Avatar are one of those bands that I, and seemingly a lot of other listeners, have kind of a perplexation with and a difficult time getting into. I, personally, have a taste for carnival/circus-y imagery and aesthetic much like a kid’s taste for Brussels’s sprouts. I just find it really unappealing and super cliché most of the time I see it used, especially since it’s often just some kind of aesthetic bedazzling, adding little, if anything, of substance beyond the usual cheesy-creepy vibe. Naturally, with Avatar’s heavy usage of the aesthetic, I’ve had to fight off the natural aversion to their image (and I’m a pretty visual person) when listening to them. That they do come off as sort of weird and sometimes theatrical does at least help their visual style make sense, but it also finds them all too often sounding kind of ridiculous and corny. Their previous album, Feathers and Flesh, found them kind of reeling that aspect of the music in, but still with a bit of a way to go.
Avatar Country find them in another weird place, a fictional and abstractly classical colonial/renaissance era setting, and sonically the band jump all over the place, partially to their favor but also to their detriment. For starters, the use of the word “king” in every song’s title that foreshadowed some strung-together concept or narrative is ultimately a sign of nothing to come on the album, whose sixth track makes very clear with a cheeky but only kind of funny spoken word narration/translation of a monarchal address. Coming to terms with the absence of conceptual cohesiveness, the album does do at least one thing well, and that is keeping its audience on their toes.
The album kicks off with a royal anthem of worship for whatever king they keep referencing on the album and it leads into the longest song on the album, “Legend of Our King”, which moves from very Swedish melodic death metal, to less melodic death metal, to quirky prog metal. A bold move, starting with the longest song on an album full of oddball head-scratchers. But ultimately, it ends up being a rather strong overture for the album’s many twists and turns.

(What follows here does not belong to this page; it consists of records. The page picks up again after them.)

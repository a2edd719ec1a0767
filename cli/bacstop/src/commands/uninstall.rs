//! `bacstop uninstall`: remove our hooks and `.bacstop`, leave everything else.

use std::fs;
use std::path::Path;

use anyhow::{Context, Result};

use bacstop_policy::{HookKind, PolicyConfig};

use super::hook;

/// What an uninstall removed.
#[derive(Debug, Default, PartialEq, Eq)]
pub struct Removed {
    pub hooks: Vec<HookKind>,
    pub config: bool,
}

pub fn run(repo: &Path) -> Result<()> {
    let removed = uninstall(repo)?;
    for hook in &removed.hooks {
        println!("  Removed BACstop {hook} hook.");
    }
    if removed.hooks.is_empty() {
        println!("  No BACstop hooks found.");
    }
    if removed.config {
        println!("  Removed .bacstop config.");
    }
    Ok(())
}

pub fn uninstall(repo: &Path) -> Result<Removed> {
    let hooks_dir = hook::hooks_dir(repo)?;
    let mut removed = Removed::default();

    for kind in HookKind::ALL {
        let path = hooks_dir.join(kind.as_str());
        if hook::is_bacstop_hook(&path)? {
            fs::remove_file(&path).with_context(|| format!("removing {}", path.display()))?;
            removed.hooks.push(kind);
        }
    }

    let config = PolicyConfig::path_in(repo);
    if config.is_file() {
        fs::remove_file(&config).with_context(|| format!("removing {}", config.display()))?;
        removed.config = true;
    }
    Ok(removed)
}

#[cfg(test)]
mod tests {
    use super::*;
    use crate::commands::install::install;

    #[test]
    fn removes_what_install_wrote() {
        let dir = tempfile::tempdir().unwrap();
        fs::create_dir(dir.path().join(".git")).unwrap();
        install(dir.path(), &PolicyConfig::default(), "bacstop").unwrap();

        let removed = uninstall(dir.path()).unwrap();
        assert_eq!(
            removed,
            Removed {
                hooks: vec![HookKind::PrePush],
                config: true,
            }
        );
        assert!(!dir.path().join(".git/hooks/pre-push").exists());
        assert!(!dir.path().join(".bacstop").exists());
    }

    #[test]
    fn leaves_foreign_hooks() {
        let dir = tempfile::tempdir().unwrap();
        let hooks = dir.path().join(".git/hooks");
        fs::create_dir_all(&hooks).unwrap();
        fs::write(hooks.join("pre-commit"), "#!/bin/sh\nmake lint\n").unwrap();

        let removed = uninstall(dir.path()).unwrap();
        assert_eq!(removed, Removed::default());
        assert!(hooks.join("pre-commit").exists());
    }

    #[test]
    fn second_uninstall_is_a_no_op() {
        let dir = tempfile::tempdir().unwrap();
        fs::create_dir(dir.path().join(".git")).unwrap();
        install(dir.path(), &PolicyConfig::default(), "bacstop").unwrap();
        uninstall(dir.path()).unwrap();
        assert_eq!(uninstall(dir.path()).unwrap(), Removed::default());
    }
}
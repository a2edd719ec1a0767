//! `bacstop install`: put the hook and `.bacstop` in place.

use std::fs;
use std::path::{Path, PathBuf};

use anyhow::{Context, Result};
use tracing::info;

use bacstop_policy::{HookKind, PolicyConfig, Spice};

use super::hook;

/// What an install changed.
#[derive(Debug)]
pub struct Installed {
    pub hook_path: PathBuf,
    pub config_path: PathBuf,
    /// A non-BACstop hook, or an older BACstop one, was replaced.
    pub overwrote: bool,
    /// Our hook was removed from the other slot.
    pub removed_other: Option<HookKind>,
}

/// Install and print a summary.
pub fn run(repo: &Path, config: &PolicyConfig) -> Result<()> {
    let repo = repo
        .canonicalize()
        .with_context(|| format!("repository not found: {}", repo.display()))?;
    let program = std::env::current_exe()
        .ok()
        .and_then(|p| p.to_str().map(str::to_string))
        .unwrap_or_else(|| "bacstop".to_string());

    let installed = install(&repo, config, &program)?;

    if let Some(other) = installed.removed_other {
        println!("  Removed old BACstop {other} hook.");
    }
    if installed.overwrote {
        println!("  Overwrote existing {} hook.", config.hook);
    }
    println!();
    println!("  BACstop installed!");
    println!("  Hook:      {}", installed.hook_path.display());
    println!("  Config:    {}", installed.config_path.display());
    println!("  Threshold: {}", config.threshold);
    println!("  Spice:     {} ({})", config.spice, config.spice.description());
    println!();
    if config.spice == Spice::Diablo {
        println!("  !! DIABLO MODE: failing the check will DESTROY your changes !!");
        println!();
    }
    Ok(())
}

/// Write the hook for `config.hook`, drop ours from the other slot, and save
/// `.bacstop`.
pub fn install(repo: &Path, config: &PolicyConfig, program: &str) -> Result<Installed> {
    let hooks_dir = hook::hooks_dir(repo)?;
    fs::create_dir_all(&hooks_dir)
        .with_context(|| format!("creating {}", hooks_dir.display()))?;

    let other = config.hook.other();
    let other_path = hooks_dir.join(other.as_str());
    let removed_other = if hook::is_bacstop_hook(&other_path)? {
        fs::remove_file(&other_path)
            .with_context(|| format!("removing {}", other_path.display()))?;
        Some(other)
    } else {
        None
    };

    let hook_path = hooks_dir.join(config.hook.as_str());
    let overwrote = hook_path.exists();
    fs::write(&hook_path, hook::script(config.hook, program))
        .with_context(|| format!("writing {}", hook_path.display()))?;
    make_executable(&hook_path)?;

    let config_path = config
        .save(repo)
        .with_context(|| format!("writing config in {}", repo.display()))?;

    info!(hook = %config.hook, spice = %config.spice, threshold = %config.threshold, "installed");
    Ok(Installed {
        hook_path,
        config_path,
        overwrote,
        removed_other,
    })
}

#[cfg(unix)]
fn make_executable(path: &Path) -> Result<()> {
    use std::os::unix::fs::PermissionsExt;

    let mut perms = fs::metadata(path)?.permissions();
    perms.set_mode(perms.mode() | 0o755);
    fs::set_permissions(path, perms).with_context(|| format!("chmod {}", path.display()))
}

#[cfg(not(unix))]
fn make_executable(_path: &Path) -> Result<()> {
    Ok(())
}

#[cfg(test)]
mod tests {
    use super::*;
    use bacstop_protocol::Bac;

    fn repo() -> tempfile::TempDir {
        let dir = tempfile::tempdir().unwrap();
        fs::create_dir(dir.path().join(".git")).unwrap();
        dir
    }

    fn config(spice: Spice, hook: HookKind) -> PolicyConfig {
        PolicyConfig {
            threshold: Bac::from_raw(200),
            spice,
            hook,
        }
    }

    #[test]
    fn install_writes_hook_and_config() {
        let dir = repo();
        let cfg = config(Spice::Diablo, HookKind::PreCommit);
        let installed = install(dir.path(), &cfg, "bacstop").unwrap();

        assert_eq!(installed.hook_path, dir.path().join(".git/hooks/pre-commit"));
        assert!(!installed.overwrote);
        assert_eq!(installed.removed_other, None);
        assert!(hook::is_bacstop_hook(&installed.hook_path).unwrap());
        assert_eq!(PolicyConfig::load(dir.path()).unwrap(), cfg);
    }

    #[cfg(unix)]
    #[test]
    fn hook_is_executable() {
        use std::os::unix::fs::PermissionsExt;

        let dir = repo();
        let installed = install(dir.path(), &PolicyConfig::default(), "bacstop").unwrap();
        let mode = fs::metadata(&installed.hook_path).unwrap().permissions().mode();
        assert_eq!(mode & 0o111, 0o111);
    }

    #[test]
    fn install_rejects_non_repository() {
        let dir = tempfile::tempdir().unwrap();
        let err = install(dir.path(), &PolicyConfig::default(), "bacstop").unwrap_err();
        assert!(err.to_string().contains("not a git repository"));
        assert!(!dir.path().join(".bacstop").exists());
    }

    #[test]
    fn switching_slots_removes_old_hook() {
        let dir = repo();
        install(dir.path(), &config(Spice::Hot, HookKind::PrePush), "bacstop").unwrap();
        let installed =
            install(dir.path(), &config(Spice::Hot, HookKind::PreCommit), "bacstop").unwrap();

        assert_eq!(installed.removed_other, Some(HookKind::PrePush));
        assert!(!dir.path().join(".git/hooks/pre-push").exists());
        assert!(dir.path().join(".git/hooks/pre-commit").exists());
    }

    #[test]
    fn foreign_hook_in_other_slot_survives() {
        let dir = repo();
        let hooks = dir.path().join(".git/hooks");
        fs::create_dir_all(&hooks).unwrap();
        fs::write(hooks.join("pre-commit"), "#!/bin/sh\ncargo test\n").unwrap();

        let installed = install(dir.path(), &PolicyConfig::default(), "bacstop").unwrap();
        assert_eq!(installed.removed_other, None);
        assert_eq!(
            fs::read_to_string(hooks.join("pre-commit")).unwrap(),
            "#!/bin/sh\ncargo test\n"
        );
    }

    #[test]
    fn overwriting_is_reported() {
        let dir = repo();
        let hooks = dir.path().join(".git/hooks");
        fs::create_dir_all(&hooks).unwrap();
        fs::write(hooks.join("pre-push"), "#!/bin/sh\nexit 0\n").unwrap();

        let installed = install(dir.path(), &PolicyConfig::default(), "bacstop").unwrap();
        assert!(installed.overwrote);
        assert!(hook::is_bacstop_hook(&installed.hook_path).unwrap());
    }
}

I know a lot of what I’m saying may sound like I’m bagging on the album, but for what hefty eccentricity it contains it’s well managed and actually pretty fun.
Johannes Eckerström’s vocals are a huge part of that eccentricity. A continually improving and talented vocalist, the timbre of his cleans are still certainly an acquired taste, but he runs the gamut of choked sandpaper-y rasps, furious growls, and even the accenting of his harmonies that instantly bring to mind those of Serj Tankian and Daron Malakian.
The instrumentalists do well to bring their own excitement to the record, with pull-off loaded guitar harmonies all over the place, straight up weird-ass riffs like the hard rock riff that “The King Wants You” is centered on that end up being pretty enjoyable, and 70′s prog-esque acoustic passages.
“King’s Harvest” is definitely the grooviest and most easily digestible moment on the record, with a primitive but effective low-tuned guitar rhythm and down-and-dirty death growls to go with it. “A Statue of the King“ is another more direct anthem of quick-paced melodic death metal, but it also darts back and forth pretty expertly between furious guitar assault and System of a Down-ish interluding pre-choruses to make for a heavy and interesting song.
“King After King” is pretty bouncy and worthwhile during its choruses, but its verses are conversely forgettable and it ends up more rambling than directional.
The album is certainly not without its weak links though. “The King Welcomes You to Avatar Country” kills all the momentum the introductory track gave it, with a simply annoying chorus and a slightly twangy rock beat (with some AC/DC channeling thrown in the verses) that doesn’t integrate quite as well as it should, though I do like the song’s acoustic bridge. The first part of the instrumental pair that rounds the album off is pretty unexciting and unnecessary as well; it just intros the album’s outro, which plays kind of like the rolling of credits (you can stick around if you want, but most people have probably left the theater).
Overall, it’s actually a pretty fun and exciting album from Avatar, even if it does come with a few parts that it could have done without. Avatar surely flex every bit of ability and character they possess. It’s not quite on Igorrr’s level of absolutely maddened weirdness, but for a prominent melodeath act, it has enough to keep it at least somewhat intriguing and genuinely unique. I hope Avatar continue to venture down the prog rabbit hole they’ve found that’s helping set them apart, because it does seem to be helping make them better.